## WHAT IS NEEDED
Return every line below exactly as written.

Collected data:
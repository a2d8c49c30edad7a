//! Writing configuration files.
//!
//! # Configuration File Format
//!
//! ```toml
//! [source]
//! bib_path = "publications.bib"
//! page_url = "https://example.org/publications.html"
//! asset_dir = "https://example.org/scripts/"
//! default_location = "/publications.bib"
//! cache_bust = true
//! timeout_secs = 30
//!
//! [display]
//! latest_limit = 5
//!
//! [logging]
//! level = "info"
//! ```

use std::path::Path;

use super::Config;

/// Configuration file errors
#[derive(Debug, thiserror::Error)]
pub enum ConfigFileError {
    #[error("IO error: {0}")]
    Io(#[from] std::io::Error),

    #[error("Serialize error: {0}")]
    Serialize(#[from] toml::ser::Error),

    #[error("Config file already exists: {0}")]
    AlreadyExists(String),
}

/// The default configuration rendered as TOML
pub fn default_config_toml() -> Result<String, ConfigFileError> {
    Ok(toml::to_string_pretty(&Config::default())?)
}

/// Write `config` to `path`, creating parent directories.
///
/// Refuses to replace an existing file unless `overwrite` is set.
pub fn save_config(config: &Config, path: &Path, overwrite: bool) -> Result<(), ConfigFileError> {
    if path.exists() && !overwrite {
        return Err(ConfigFileError::AlreadyExists(path.display().to_string()));
    }

    if let Some(parent) = path.parent().filter(|p| !p.as_os_str().is_empty()) {
        std::fs::create_dir_all(parent)?;
    }

    let content = toml::to_string_pretty(config)?;
    std::fs::write(path, content)?;
    Ok(())
}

## ANSWER TO THIS TASK
repository a2d8c49c30edad7a
//! Writing configuration files.
//!
//! # Configuration File Format
//!
//! ```toml
//! [source]
//! bib_path = "publications.bib"
//! page_url = "https://example.org/publications.html"
//! asset_dir = "https://example.org/scripts/"
//! default_location = "/publications.bib"
//! cache_bust = true
//! timeout_secs = 30
//!
//! [display]
//! latest_limit = 5
//!
//! [logging]
//! level = "info"
//! ```

use std::path::Path;

use super::Config;

/// Configuration file errors
#[derive(Debug, thiserror::Error)]
pub enum ConfigFileError {
    #[error("IO error: {0}")]
    Io(#[from] std::io::Error),

    #[error("Serialize error: {0}")]
    Serialize(#[from] toml::ser::Error),

    #[error("Config file already exists: {0}")]
    AlreadyExists(String),
}

/// The default configuration rendered as TOML
pub fn default_config_toml() -> Result<String, ConfigFileError> {
    Ok(toml::to_string_pretty(&Config::default())?)
}

/// Write `config` to `path`, creating parent directories.
///
/// Refuses to replace an existing file unless `overwrite` is set.
pub fn save_config(config: &Config, path: &Path, overwrite: bool) -> Result<(), ConfigFileError> {
    if path.exists() && !overwrite {
        return Err(ConfigFileError::AlreadyExists(path.display().to_string()));
    }

    if let Some(parent) = path.parent().filter(|p| !p.as_os_str().is_empty()) {
        std::fs::create_dir_all(parent)?;
    }

    let content = toml::to_string_pretty(config)?;
    std::fs::write(path, content)?;
    Ok(())
}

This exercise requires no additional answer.